▶ _EXERCISE REQUIREMENTS_
Could you set down exactly the lines in the records below between the line holding "use std::str::FromStr;" and the line holding "impl FromStr for TaskStatus", inclusive?
DATA PROVIDED Block Start
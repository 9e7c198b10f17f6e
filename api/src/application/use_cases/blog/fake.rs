use std::sync::Mutex;

use async_trait::async_trait;
use uuid::Uuid;

use crate::application::pagination::PageRequest;
use crate::application::ports::blog_repository::{BlogRepository, PostFilter, PostPatch};
use crate::application::testing::MemUsers;
use crate::domain::blog::post::{Comment, Post};
use crate::domain::users::user::UserSummary;

pub struct MemBlog {
    people: Vec<UserSummary>,
    posts: Mutex<Vec<Post>>,
    likes: Mutex<Vec<(Uuid, Uuid)>>,
    comments: Mutex<Vec<Comment>>,
    edges: Mutex<Vec<(Uuid, Uuid)>>,
}

impl MemBlog {
    pub fn new(users: &MemUsers) -> Self {
        Self {
            people: users.summaries(),
            posts: Mutex::default(),
            likes: Mutex::default(),
            comments: Mutex::default(),
            edges: Mutex::default(),
        }
    }

    fn person(&self, id: Uuid) -> UserSummary {
        self.people.iter().find(|p| p.id == id).cloned().unwrap()
    }

    fn page<T>(items: Vec<T>, page: PageRequest) -> (Vec<T>, i64) {
        let total = items.len() as i64;
        let items = items
            .into_iter()
            .skip(page.offset() as usize)
            .take(page.limit as usize)
            .collect();
        (items, total)
    }
}

#[async_trait]
impl BlogRepository for MemBlog {
    async fn create_post(
        &self,
        author_id: Uuid,
        title: &str,
        body: &str,
        tags: &[String],
    ) -> anyhow::Result<Post> {
        let post = Post {
            id: Uuid::new_v4(),
            author: self.person(author_id),
            title: title.to_string(),
            body: body.to_string(),
            tags: tags.to_vec(),
            like_count: 0,
            comment_count: 0,
            created_at: chrono::Utc::now(),
            updated_at: chrono::Utc::now(),
        };
        self.posts.lock().unwrap().push(post.clone());
        Ok(post)
    }

    async fn get_post(&self, id: Uuid) -> anyhow::Result<Option<Post>> {
        Ok(self.posts.lock().unwrap().iter().find(|p| p.id == id).cloned())
    }

    async fn list_posts(
        &self,
        filter: &PostFilter,
        page: PageRequest,
    ) -> anyhow::Result<(Vec<Post>, i64)> {
        let items: Vec<Post> = self
            .posts
            .lock()
            .unwrap()
            .iter()
            .rev()
            .filter(|p| filter.author_id.map_or(true, |a| a == p.author.id))
            .filter(|p| filter.tag.as_ref().map_or(true, |t| p.tags.contains(t)))
            .cloned()
            .collect();
        Ok(Self::page(items, page))
    }

    async fn update_post(&self, id: Uuid, patch: &PostPatch) -> anyhow::Result<Option<Post>> {
        let mut posts = self.posts.lock().unwrap();
        Ok(posts.iter_mut().find(|p| p.id == id).map(|p| {
            if let Some(title) = &patch.title {
                p.title = title.clone();
            }
            if let Some(body) = &patch.body {
                p.body = body.clone();
            }
            if let Some(tags) = &patch.tags {
                p.tags = tags.clone();
            }
            p.updated_at = chrono::Utc::now();
            p.clone()
        }))
    }

    async fn delete_post(&self, id: Uuid) -> anyhow::Result<bool> {
        let mut posts = self.posts.lock().unwrap();
        let before = posts.len();
        posts.retain(|p| p.id != id);
        self.comments.lock().unwrap().retain(|c| c.post_id != id);
        Ok(posts.len() != before)
    }

    async fn toggle_like(&self, post_id: Uuid, user_id: Uuid) -> anyhow::Result<(bool, i64)> {
        let mut likes = self.likes.lock().unwrap();
        let liked = if likes.contains(&(post_id, user_id)) {
            likes.retain(|l| *l != (post_id, user_id));
            false
        } else {
            likes.push((post_id, user_id));
            true
        };
        let count = likes.iter().filter(|(p, _)| *p == post_id).count() as i64;
        if let Some(p) = self.posts.lock().unwrap().iter_mut().find(|p| p.id == post_id) {
            p.like_count = count;
        }
        Ok((liked, count))
    }

    async fn add_comment(
        &self,
        post_id: Uuid,
        author_id: Uuid,
        parent_id: Option<Uuid>,
        body: &str,
    ) -> anyhow::Result<Comment> {
        let c = Comment {
            id: Uuid::new_v4(),
            post_id,
            author: self.person(author_id),
            parent_id,
            body: body.to_string(),
            created_at: chrono::Utc::now(),
        };
        self.comments.lock().unwrap().push(c.clone());
        if let Some(p) = self.posts.lock().unwrap().iter_mut().find(|p| p.id == post_id) {
            p.comment_count += 1;
        }
        Ok(c)
    }

    async fn get_comment(&self, id: Uuid) -> anyhow::Result<Option<Comment>> {
        Ok(self.comments.lock().unwrap().iter().find(|c| c.id == id).cloned())
    }

    async fn list_comments(&self, post_id: Uuid) -> anyhow::Result<Vec<Comment>> {
        Ok(self
            .comments
            .lock()
            .unwrap()
            .iter()
            .filter(|c| c.post_id == post_id)
            .cloned()
            .collect())
    }

    async fn delete_comment(&self, id: Uuid) -> anyhow::Result<bool> {
        let mut comments = self.comments.lock().unwrap();
        let before = comments.len();
        comments.retain(|c| c.id != id && c.parent_id != Some(id));
        Ok(comments.len() != before)
    }

    async fn follow(&self, a: Uuid, b: Uuid) -> anyhow::Result<bool> {
        let mut edges = self.edges.lock().unwrap();
        if edges.contains(&(a, b)) {
            return Ok(false);
        }
        edges.push((a, b));
        Ok(true)
    }

    async fn unfollow(&self, a: Uuid, b: Uuid) -> anyhow::Result<bool> {
        let mut edges = self.edges.lock().unwrap();
        let before = edges.len();
        edges.retain(|e| *e != (a, b));
        Ok(edges.len() != before)
    }

    async fn followers(
        &self,
        user: Uuid,
        page: PageRequest,
    ) -> anyhow::Result<(Vec<UserSummary>, i64)> {
        let items: Vec<UserSummary> = self
            .edges
            .lock()
            .unwrap()
            .iter()
            .filter(|(_, b)| *b == user)
            .map(|(a, _)| self.person(*a))
            .collect();
        Ok(Self::page(items, page))
    }

    async fn following(
        &self,
        user: Uuid,
        page: PageRequest,
    ) -> anyhow::Result<(Vec<UserSummary>, i64)> {
        let ids = self.following_ids(user).await?;
        let items: Vec<UserSummary> = ids.into_iter().map(|id| self.person(id)).collect();
        Ok(Self::page(items, page))
    }

    async fn following_ids(&self, user: Uuid) -> anyhow::Result<Vec<Uuid>> {
        Ok(self
            .edges
            .lock()
            .unwrap()
            .iter()
            .filter(|(a, _)| *a == user)
            .map(|(_, b)| *b)
            .collect())
    }

    async fn second_degree(&self, user: Uuid) -> anyhow::Result<Vec<(Uuid, UserSummary)>> {
        let first = self.following_ids(user).await?;
        let edges = self.edges.lock().unwrap().clone();
        Ok(edges
            .iter()
            .filter(|(a, _)| first.contains(a))
            .map(|(a, b)| (*a, self.person(*b)))
            .collect())
    }

    async fn feed(&self, user: Uuid, page: PageRequest) -> anyhow::Result<(Vec<Post>, i64)> {
        let authors = self.following_ids(user).await?;
        let items: Vec<Post> = self
            .posts
            .lock()
            .unwrap()
            .iter()
            .rev()
            .filter(|p| authors.contains(&p.author.id))
            .cloned()
            .collect();
        Ok(Self::page(items, page))
    }
}
use std::fmt;
use std::str::FromStr;

use uuid::Uuid;

use crate::domain::rules::RuleViolation;
use crate::domain::users::user::UserSummary;

#[derive(Debug, Clone, Copy, PartialEq, Eq)]
pub enum TaskStatus {
    Todo,
    InProgress,
    InReview,
    Done,
}

impl TaskStatus {
    pub fn as_str(&self) -> &'static str {
        match self {
            TaskStatus::Todo => "todo",
            TaskStatus::InProgress => "in_progress",
            TaskStatus::InReview => "in_review",
            TaskStatus::Done => "done",
        }
    }
}

impl fmt::Display for TaskStatus {
    fn fmt(&self, f: &mut fmt::Formatter<'_>) -> fmt::Result {
        f.write_str(self.as_str())
    }
}

impl FromStr for TaskStatus {
    type Err = RuleViolation;

    fn from_str(s: &str) -> Result<Self, Self::Err> {
        match s {
            "todo" => Ok(TaskStatus::Todo),
            "in_progress" => Ok(TaskStatus::InProgress),
            "in_review" => Ok(TaskStatus::InReview),
            "done" => Ok(TaskStatus::Done),
            other => Err(RuleViolation::invalid(format!("unknown task status: {other}"))),
        }
    }
}

#[derive(Debug, Clone, Copy, PartialEq, Eq)]
pub enum Priority {
    Low,
    Medium,
    High,
    Critical,
}

impl Priority {
    pub fn as_str(&self) -> &'static str {
        match self {
            Priority::Low => "low",
            Priority::Medium => "medium",
            Priority::High => "high",
            Priority::Critical => "critical",
        }
    }
}

impl FromStr for Priority {
    type Err = RuleViolation;

    fn from_str(s: &str) -> Result<Self, Self::Err> {
        match s {
            "low" => Ok(Priority::Low),
            "medium" => Ok(Priority::Medium),
            "high" => Ok(Priority::High),
            "critical" => Ok(Priority::Critical),
            other => Err(RuleViolation::invalid(format!("unknown priority: {other}"))),
        }
    }
}

#[derive(Debug, Clone)]
pub struct Task {
    pub id: Uuid,
    pub project_id: Uuid,
    pub key: String,
    pub title: String,
    pub description: Option<String>,
    pub status: TaskStatus,
    pub priority: Priority,
    pub sprint_id: Option<Uuid>,
    pub assignee: Option<UserSummary>,
    pub reporter: UserSummary,
    pub created_at: chrono::DateTime<chrono::Utc>,
    pub updated_at: chrono::DateTime<chrono::Utc>,
}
DATA PROVIDED Block End
▶ _OUTPUT BELOW_
use std::str::FromStr;

use uuid::Uuid;

use crate::domain::rules::RuleViolation;
use crate::domain::users::user::UserSummary;

#[derive(Debug, Clone, Copy, PartialEq, Eq)]
pub enum TaskStatus {
    Todo,
    InProgress,
    InReview,
    Done,
}

impl TaskStatus {
    pub fn as_str(&self) -> &'static str {
        match self {
            TaskStatus::Todo => "todo",
            TaskStatus::InProgress => "in_progress",
            TaskStatus::InReview => "in_review",
            TaskStatus::Done => "done",
        }
    }
}

impl fmt::Display for TaskStatus {
    fn fmt(&self, f: &mut fmt::Formatter<'_>) -> fmt::Result {
        f.write_str(self.as_str())
    }
}

impl FromStr for TaskStatus {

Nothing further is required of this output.